No vulnerability alert event?

[hectorsector]

It doesn't look like there's an API endpoint we can access (yet) regarding vulnerability alerts, but we should at least be receiving information about them via the repository_vulnerability_alert event. However, even when creating new vulnerabilities, and fixing those vulnerabilities, I'm not seeing that event come through in smee. The only issue I can think of is enabling previews -- but maybe I'm missing something else?

@JasonEtco could you help me understand what's going on?

[JasonEtco]

@hectorsector if you're not seeing it in Smee, then its likely that your app (and our production app) doesn't have the correct permissions and webhook events enabled for Security Alerts.

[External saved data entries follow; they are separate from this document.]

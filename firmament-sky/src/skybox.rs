//! Skybox primitive
//!
//! SkyBox is a huge cube with six images on its internal sides, drawn around the viewer. Faces
//! are fetched in the background once the skybox is first updated in 3D, the box geometry is
//! built on that same call, and from the moment every face has arrived the skybox emits one
//! draw command per frame.
//!
//! ```no_run
//! use firmament_gpu::{Descriptor, Gpu};
//! use firmament_sky::SkyBox;
//! use firmament_types::FrameState;
//!
//! let mut gpu = Gpu::new(Descriptor::default()).expect("GPU is available");
//! let mut sky = SkyBox::new([
//!     "px.png", "nx.png", "py.png", "ny.png", "pz.png", "nz.png",
//! ])
//! .expect("six faces are given");
//!
//! let mut commands = Vec::new();
//! sky.update(&mut gpu, &FrameState::default(), &mut commands)
//!     .expect("skybox is alive");
//! sky.destroy(&mut gpu);
//! ```

mod cube_map;
mod geometry;
mod loader;

use firmament_gpu::{CommandLists, Context, DrawCommand, Uniform, UniformMap};
use firmament_log as log;
use firmament_math::{from_rotation_translation, TemeToPseudoFixed, TimeTransform, Vec3, Zero};
use firmament_types::{FrameState, SceneMode};

use crate::{Config, Error};

pub use cube_map::CubeMapResource;
pub use geometry::{GeometryResources, SkyBoxGeometryCache, FRAGMENT_SHADER, VERTEX_SHADER};
pub use loader::{Completion, CubeFaceLoader, Face, Fetch, FileFetcher, LoadState, FACES_COUNT};

/// Name of the cube map uniform of the skybox shader
pub const CUBE_MAP_UNIFORM: &str = "u_cubeMap";

/// Face sources in canonical order
#[derive(Debug, Clone, PartialEq)]
pub struct SkyBoxSpec {
    sources: [String; FACES_COUNT],
}

impl SkyBoxSpec {
    /// Validates that exactly six sources are given
    pub fn new<I, S>(sources: I) -> Result<Self, Error>
    where
        I: IntoIterator<Item = S>,
        S: Into<String>,
    {
        let sources = sources.into_iter().map(Into::into).collect::<Vec<String>>();
        let found = sources.len();
        let sources = sources.try_into().map_err(|_| Error::Configuration {
            expected: FACES_COUNT,
            found,
        })?;
        Ok(Self { sources })
    }

    /// Source of the face
    pub fn source(&self, face: Face) -> &str {
        &self.sources[face.index()]
    }

    pub fn sources(&self) -> &[String] {
        &self.sources
    }
}

/// Rendering progress of a skybox
#[derive(Debug, Eq, PartialEq, Copy, Clone)]
pub enum EmitterState {
    /// Geometry is not built yet
    Uninitialized,
    /// Geometry is built, waiting for faces
    GeometryReady,
    /// Draw command is emitted every 3D frame
    Rendering,
    /// Geometry could not be created
    Failed,
}

/// Cube mapped sky
pub struct SkyBox {
    spec: SkyBoxSpec,
    config: Config,
    fetcher: Box<dyn Fetch>,
    time_transform: Box<dyn TimeTransform>,
    loader: CubeFaceLoader,
    geometry: SkyBoxGeometryCache,
    cube_map: CubeMapResource,
    command: DrawCommand,
    command_lists: CommandLists,
    destroyed: bool,
}

impl SkyBox {
    /// Constructs skybox loading face files relative to the working directory
    pub fn new<I, S>(sources: I) -> Result<Self, Error>
    where
        I: IntoIterator<Item = S>,
        S: Into<String>,
    {
        let config = Config::default();
        let fetcher = FileFetcher::new(config.root.clone());
        Self::with_config(sources, config, fetcher)
    }

    /// Constructs skybox with custom configuration and source of faces
    ///
    /// `config.root` is not read here: faces are resolved by `fetcher` alone.
    pub fn with_config<I, S>(
        sources: I,
        config: Config,
        fetcher: impl Fetch + 'static,
    ) -> Result<Self, Error>
    where
        I: IntoIterator<Item = S>,
        S: Into<String>,
    {
        let spec = SkyBoxSpec::new(sources)?;
        let cube_map = CubeMapResource::new();
        let command = DrawCommand {
            uniform_map: UniformMap::new()
                .with(CUBE_MAP_UNIFORM, Uniform::CubeMap(cube_map.binding())),
            ..Default::default()
        };

        Ok(Self {
            spec,
            geometry: SkyBoxGeometryCache::new(config.size),
            config,
            fetcher: Box::new(fetcher),
            time_transform: Box::new(TemeToPseudoFixed),
            loader: CubeFaceLoader::new(),
            cube_map,
            command,
            command_lists: CommandLists::default(),
            destroyed: false,
        })
    }

    /// Replaces the transform giving the sky orientation for a frame time
    #[must_use]
    pub fn with_time_transform(mut self, time_transform: impl TimeTransform + 'static) -> Self {
        self.time_transform = Box::new(time_transform);
        self
    }

    /// Advances the skybox by one frame
    ///
    /// Outside of 3D mode nothing but received faces is processed. In 3D mode the first call
    /// starts fetching faces and builds the geometry. Once the cube map exists, the command
    /// lists of the frame are pushed to `commands`. After the geometry failed to build, every
    /// call returns `Error::GeometryUnavailable` without touching the context.
    pub fn update<C: Context>(
        &mut self,
        context: &mut C,
        frame: &FrameState,
        commands: &mut Vec<CommandLists>,
    ) -> Result<(), Error> {
        self.check_alive()?;
        if self.geometry.is_failed() {
            return Err(Error::GeometryUnavailable);
        }

        let scene_3d = frame.mode == SceneMode::Scene3D;
        if scene_3d {
            if !self.loader.is_launched() {
                log::debug!("{} fetches faces", self.config.label);
                self.loader.launch(&self.spec, self.fetcher.as_ref());
            }

            let resources = self.geometry.ensure(context, &self.config.label)?;
            self.command.vertex_array = Some(resources.vertex_array);
            self.command.shader_program = Some(resources.shader_program);
            self.command.render_state = Some(resources.render_state);
            self.command.bounding_volume = resources.bounding_volume;
        }

        if let Some(faces) = self.loader.poll() {
            self.cube_map.build(context, &self.config.label, &faces)?;
        }

        if !scene_3d || !self.cube_map.is_ready() || !self.command.is_complete() {
            return Ok(());
        }

        let rotation = self.time_transform.rotation(frame.time);
        self.command.model_matrix = from_rotation_translation(rotation, Vec3::zero());

        self.command_lists.remove_all();
        if frame.passes.color {
            self.command_lists.color.push(self.command.clone());
        }
        commands.push(self.command_lists.clone());

        Ok(())
    }

    /// Current rendering progress
    pub fn state(&self) -> Result<EmitterState, Error> {
        self.check_alive()?;
        Ok(if self.geometry.is_failed() {
            EmitterState::Failed
        } else if !self.geometry.is_built() {
            EmitterState::Uninitialized
        } else if self.cube_map.is_ready() {
            EmitterState::Rendering
        } else {
            EmitterState::GeometryReady
        })
    }

    /// Progress of the face fetching
    pub fn load_state(&self) -> Result<&LoadState, Error> {
        self.check_alive()?;
        Ok(self.loader.state())
    }

    pub fn spec(&self) -> Result<&SkyBoxSpec, Error> {
        self.check_alive()?;
        Ok(&self.spec)
    }

    /// Draw command of the skybox, complete once the geometry is built
    pub fn command(&self) -> Result<&DrawCommand, Error> {
        self.check_alive()?;
        Ok(&self.command)
    }

    pub fn is_destroyed(&self) -> bool {
        self.destroyed
    }

    /// Gives every GPU resource back to the context
    ///
    /// Repeated calls do nothing. Faces still in flight are dropped when they arrive.
    pub fn destroy<C: Context>(&mut self, context: &mut C) {
        if self.destroyed {
            log::debug!("{} is destroyed already", self.config.label);
            return;
        }

        self.geometry.release(context);
        self.cube_map.destroy(context);
        self.loader.shutdown();
        self.command = DrawCommand::default();
        self.command_lists.remove_all();
        self.destroyed = true;

        log::debug!("{} is destroyed", self.config.label);
    }

    /// Destroys the skybox consuming it
    ///
    /// Returns `None` to be assigned over the variable that held the skybox.
    pub fn dispose<C: Context>(mut self, context: &mut C) -> Option<SkyBox> {
        self.destroy(context);
        None
    }

    fn check_alive(&self) -> Result<(), Error> {
        if self.destroyed {
            Err(Error::Destroyed)
        } else {
            Ok(())
        }
    }
}

impl Drop for SkyBox {
    fn drop(&mut self) {
        if !self.destroyed && (self.geometry.is_built() || self.cube_map.is_ready()) {
            log::warn!("{} dropped without destroy, GPU resources leak", self.config.label);
        }
    }
}

#[cfg(test)]
mod tests {
    use super::*;
    use firmament_gpu::Recorder;

    struct Nowhere;

    impl Fetch for Nowhere {
        fn fetch(&self, _completion: Completion) {}
    }

    fn sources() -> Vec<&'static str> {
        vec!["a", "b", "c", "d", "e", "f"]
    }

    #[test]
    fn spec_keeps_order_and_rejects_wrong_count() {
        let spec = SkyBoxSpec::new(sources()).expect("six sources");
        assert_eq!(spec.source(Face::PositiveX), "a");
        assert_eq!(spec.source(Face::NegativeZ), "f");
        assert_eq!(
            SkyBoxSpec::new(vec!["a"; 5]),
            Err(Error::Configuration {
                expected: 6,
                found: 5
            })
        );
        assert!(SkyBoxSpec::new(vec!["a"; 7]).is_err());
        assert!(SkyBoxSpec::new(Vec::<String>::new()).is_err());
    }

    #[test]
    fn state_follows_geometry_and_faces() {
        let mut recorder = Recorder::new();
        let mut sky = SkyBox::with_config(sources(), Config::default(), Nowhere)
            .expect("six sources");
        assert_eq!(sky.state(), Ok(EmitterState::Uninitialized));

        let mut commands = Vec::new();
        let mut frame = FrameState::default();
        frame.mode = SceneMode::Scene2D;
        sky.update(&mut recorder, &frame, &mut commands)
            .expect("alive");
        assert_eq!(sky.state(), Ok(EmitterState::Uninitialized));
        assert!(recorder.calls().is_empty());

        frame.mode = SceneMode::Scene3D;
        sky.update(&mut recorder, &frame, &mut commands)
            .expect("alive");
        assert_eq!(sky.state(), Ok(EmitterState::GeometryReady));
        assert!(sky.command().map(DrawCommand::is_complete).unwrap_or(false));
        assert!(commands.is_empty());

        sky.destroy(&mut recorder);
        assert_eq!(sky.state(), Err(Error::Destroyed));
        assert!(sky.dispose(&mut recorder).is_none());
    }
}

Those came out after the LL went GA and we set those permissions. For your own GitHub App you could fix it via the app's settings - for our production app, I'd like to add those permissions as part of https://github.com/github/learning-engineering/issues/10

[hectorsector]

Thanks @JasonEtco. I'm looking in my own app, and I only see a read-only permission for vulnerability alerts, and no event that sounds like repository_vulnerability_alert. Is this where I'm supposed to be looking?

[JasonEtco]

@hectorsector thanks for the screenshot - I see there that you do have Security vulnerability alerts: Read, so the webhook event should be showing up at the bottom 🤔 I'm not sure why it isn't.

[hectorsector]

🙈 do you see it for your own apps? Whom can I ask?

[brianamarie]

Thank you for this @hectorsector & @JasonEtco. I think for now, I'm considering changing the flow so we don't check for a specific version, but rather check that the the correct line is being updated, and we can hope that's a good enough check until we can solve the bigger problem.

I'll commit that now, but I think this is still something we should work on for an improvement, and it takes the urgency off of it.

[brianamarie]

This is being followed up on in #91.